From Malamala To The US Army

A staff sergeant in the United States Army has come a long way from a poor beginning in Nadi. Now a hardened soldier she has skills in handling any heavy
20 Jun 2016 11:55
From Malamala To The US Army
Ashrafeen Zysk with his brother Farman Ali in Nadi this week. Photo: WAISEA NASOKIA

A staff sergeant in the United States Army has come a long way from a poor beginning in Nadi.

Now a hardened soldier she has skills in handling any heavy wheel vehicle in the US Army and several deployments in the Middle East.

Ashrafeen Nisha Zysk started out with a very poor family in Malamala in Nadroga.

She went to Malamala Public School, and later Swami Vivekananda College for secondary school education.

“I grew up in a very poor family. My parents could hardly afford basic necessities. My brother Farman Ali and I who would go to the mountain valley near our house and look for fruits and root crops which we could sell by the road for money,” she said.

“It was my faith in God that kept me going,” she said.

She also had a lot of faith in his elder brother, Farman, who supported her back then.

“My brother Farman Ali made the world of difference even though at the time he was in high school. During this time and even till this day I am my brother’s keeper,” Ms Zysk says.

“My heart breaks when I think of those days, how we had to live and struggle just to get by.

“It was during Hurricane Oscar that my parents lost everything we had left.

“I was just a young child at the time, but I remember living in just tents for so many years because we had no home.

“My only wish would have been to have the current Prime Minister (Voreqe Bainimarama) be the PM at that time when my siblings and I were growing up, but everything happens for a reason.

“If it were not for those tough times I would not be the strong, intelligent, independent woman I am today.”

She moved to America in June of 2000 to pursue her dream.

After formal training in Fort Jackson, South Carolina she quickly adapted to the American lifestyle.

“It was challenging but the environment within the Army was great so you don’t feel anything,” she said.

She said even though it took her a while she has adapted to the fast pace in the US.

“US life is very fast life,” she said.

“You don’t get time to socialise with family and friends.

“Everyone is adapted to the fast life.”

But the training paid off and the camaraderie and self confidence instilled in her during those hard times gave her a sense of belonging in her adopted country.


“I wanted to serve the country that gave me the opportunity to make a difference in my life, the opportunity to be able to take care of my family and live my version of the American dream.

“Being in the military has tested me in all areas of my mental and physical fortitude, being able to break boundaries within myself has been the most rewarding gift ever given to me.

“Physically fit and mentally tough is what I am.

“It’s not easy being a soldier, it takes discipline, dedication and sacrifice. You have to stay strong; you have to have a “go get” attitude and mentality.”

Since then she has been deployed twice in support of Operation Enduring Freedom and Operation Iraqi Freedom.


“Of course there are challenges out there but as an individual you simply have to overcome those adversities.

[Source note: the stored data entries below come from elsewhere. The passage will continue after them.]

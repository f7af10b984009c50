//! sonance-audio – Echtzeit-Duplex-Audio-Engine
//!
//! Bewegt PCM-Frames fester Groesse von einer Quelle (Aufnahmegeraet, Datei,
//! Socket) ueber optionale Transformationen in eine Senke:
//! - Begrenzter Frame-Puffer mit Gegendruck
//! - Pause/Resume an der Lese-Grenze
//! - Geordnetes Beenden (Puffer leeren, Senke schliessen, Quelle freigeben)
//! - Lautstaerke-Messung und periodische Statistik ohne Einfluss auf den Datenpfad
//! - Geraete-Anbindung ueber cpal (Feature `cpal-backend`), Opus (Feature `opus`)

pub mod buffer;
pub mod device;
pub mod endpoint;
pub mod error;
pub mod format;
pub mod frame;
pub mod metering;
pub mod observer;
pub mod pipeline;
pub mod stats;
pub mod transform;

// Bequeme Re-Exporte der wichtigsten Typen
pub use buffer::{FrameBuffer, FrameConsumer, FrameProducer, PopError, PushError};
pub use device::{
    DeviceBackend, DeviceCatalog, DeviceDriver, DeviceInfo, Direction, StreamParams,
};
pub use endpoint::{
    DeviceSink, DeviceSource, EndpointCounters, FileSink, FileSource, FrameSink, FrameSource,
    ReadOutcome, SocketSink, SocketSource,
};
pub use error::{AudioError, AudioResult};
pub use format::{AudioFormat, SampleFormat, StreamFormat};
pub use frame::Frame;
pub use metering::{LoudnessSample, MeteringStage, MAX_LEVEL};
pub use observer::{LogDisplay, ObserverHub, PipelineDisplay};
pub use pipeline::{
    Pipeline, PipelineBuilder, PipelineConfig, PipelineEvent, PipelineOutcome, PipelineState,
    RetryPolicy,
};
pub use stats::{StatsCounters, StatsSnapshot};
pub use transform::{ChannelRemix, FormatConversion, Passthrough, TransformChain, TransformStage};
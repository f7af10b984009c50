//! Beobachter: Anzeige-Schnittstelle und nicht-blockierende Weitergabe
//!
//! Der Senken-Thread reicht nach jedem erfolgreichen Schreiben eine Kopie des
//! Frames per `try_send` weiter. Ist der Beobachter-Thread zu langsam, wird
//! der Frame fuer die Messung verworfen und gezaehlt; der Datenpfad wartet nie.

use std::sync::atomic::{AtomicU64, Ordering};
use std::sync::Arc;
use std::thread::{self, JoinHandle};

use crossbeam_channel::{bounded, Sender, TrySendError};
use tracing::{debug, trace, warn};

use crate::error::{AudioError, AudioResult};
use crate::frame::Frame;
use crate::metering::{LoudnessSample, MeteringStage};
use crate::pipeline::PipelineState;
use crate::stats::StatsSnapshot;

/// Plaetze in der Beobachter-Queue
pub const OBSERVER_QUEUE: usize = 16;

/// Anzeige-Kollaborateur (Terminal, Metriken, ...)
///
/// Fehler werden geloggt und beenden die Pipeline nie.
pub trait PipelineDisplay: Send + Sync {
    fn show_stats(&self, stats: &StatsSnapshot) -> anyhow::Result<()>;

    fn show_loudness(&self, loudness: &LoudnessSample) -> anyhow::Result<()>;

    fn show_state(&self, _from: PipelineState, _to: PipelineState) -> anyhow::Result<()> {
        Ok(())
    }
}

/// Anzeige, die nur ins Log schreibt
#[derive(Debug, Default, Clone, Copy)]
pub struct LogDisplay;

impl PipelineDisplay for LogDisplay {
    fn show_stats(&self, stats: &StatsSnapshot) -> anyhow::Result<()> {
        debug!(
            elapsed_ms = stats.elapsed.as_millis() as u64,
            bytes = stats.bytes_transferred,
            frames = stats.frames_transferred,
            speicher = stats.process_memory,
            latenz_ms = stats.latency_estimate.as_millis() as u64,
            "Pipeline-Statistik"
        );
        Ok(())
    }

    fn show_loudness(&self, loudness: &LoudnessSample) -> anyhow::Result<()> {
        trace!(frame = loudness.sequence, level = loudness.level, "Lautstaerke");
        Ok(())
    }
}

/// Zeigt an und loggt Fehler der Anzeige
pub(crate) fn report(result: anyhow::Result<()>, what: &str) {
    if let Err(e) = result {
        warn!("Anzeige ({what}) fehlgeschlagen: {e:#}");
    }
}

enum Observation {
    Frame(Frame),
    Paused(u64),
}

/// Sende-Seite zum Beobachter-Thread
#[derive(Clone)]
pub struct ObserverHub {
    tx: Sender<Observation>,
    dropped: Arc<AtomicU64>,
}

impl ObserverHub {
    /// Startet den Beobachter-Thread.
    ///
    /// Ohne `metering` (kodierter Strom) werden Frames nur entgegengenommen.
    /// Der Thread endet, sobald alle Klone des Hubs verworfen sind.
    pub fn spawn(
        display: Arc<dyn PipelineDisplay>,
        metering: Option<MeteringStage>,
        capacity: usize,
    ) -> AudioResult<(Self, JoinHandle<()>)> {
        Self::spawn_counted(display, metering, capacity, Arc::new(AtomicU64::new(0)))
    }

    /// Wie `spawn`, verworfene Frames landen in `dropped`
    pub fn spawn_counted(
        display: Arc<dyn PipelineDisplay>,
        metering: Option<MeteringStage>,
        capacity: usize,
        dropped: Arc<AtomicU64>,
    ) -> AudioResult<(Self, JoinHandle<()>)> {
        let (tx, rx) = bounded::<Observation>(capacity.max(1));
        let handle = thread::Builder::new()
            .name("sonance-observer".into())
            .spawn(move || {
                for observation in rx {
                    let sample = match observation {
                        Observation::Frame(frame) => match &metering {
                            Some(meter) => meter.observe(&frame),
                            None => continue,
                        },
                        Observation::Paused(sequence) => LoudnessSample::silent(sequence),
                    };
                    report(display.show_loudness(&sample), "Lautstaerke");
                }
                trace!("Beobachter-Thread beendet");
            })
            .map_err(|e| AudioError::Konfiguration(format!("Beobachter-Thread: {e}")))?;

        Ok((Self { tx, dropped }, handle))
    }

    /// Reicht eine Kopie weiter, ohne zu blockieren
    pub fn notify(&self, frame: &Frame) {
        self.offer(Observation::Frame(frame.clone()));
    }

    /// Meldet Stille fuer eine pausierte Pipeline
    pub fn paused(&self, sequence: u64) {
        self.offer(Observation::Paused(sequence));
    }

    /// Fuer die Messung verworfene Frames
    pub fn dropped(&self) -> u64 {
        self.dropped.load(Ordering::Relaxed)
    }

    fn offer(&self, observation: Observation) {
        match self.tx.try_send(observation) {
            Ok(()) => {}
            Err(TrySendError::Full(_)) => {
                self.dropped.fetch_add(1, Ordering::Relaxed);
            }
            Err(TrySendError::Disconnected(_)) => {}
        }
    }
}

You have to be resilient. You have to have the can do attitude.”

Her family had different reactions of her joining the army.

“Everyone had their own opinions. My mother and my brother supported me all the way. They knew I could handle anything to come my way,” she said.

She is happily married to the love of her life, Greg Zysk, also a soldier, a Sergeant First Class in the United States Army and with their son and daughter reside in Newport, Virginia.

She said she comes to visit her family.

“There are good vibes for Fiji as a whole,” she said.

She hopes to retire in the next 10 years, return to Fiji and probably operate a restaurant as she loves to cook, at the same time living a peaceful life with her husband.

She said there were two other male Fijian soldiers not in her platoon but in the same brigade.

Her message for women and girls growing up in Fiji is don’t ever let anyone stop you from doing anything you want, educate yourselves, believe in yourself and respect yourself.

“You must also have patience, because good things happen to those who wait.  I also want to let the parents know that please don’t live through your children, let them be what they want just guide them, just show them purpose in life,” she said.

Her favourite food is fish which she enjoys a lot either steamed, fried, boiled or grilled. Her favourite drink is water of course.

Ms Zysk’s favourite movie is Hyena Road (military movie) and she watches a lot of documentaries. Her hobbies include cooking, sleeping, fishing, gardening and playing poker.

Ms Zysk returns to work when she returns to the US and will miss the slow pace here in Fiji.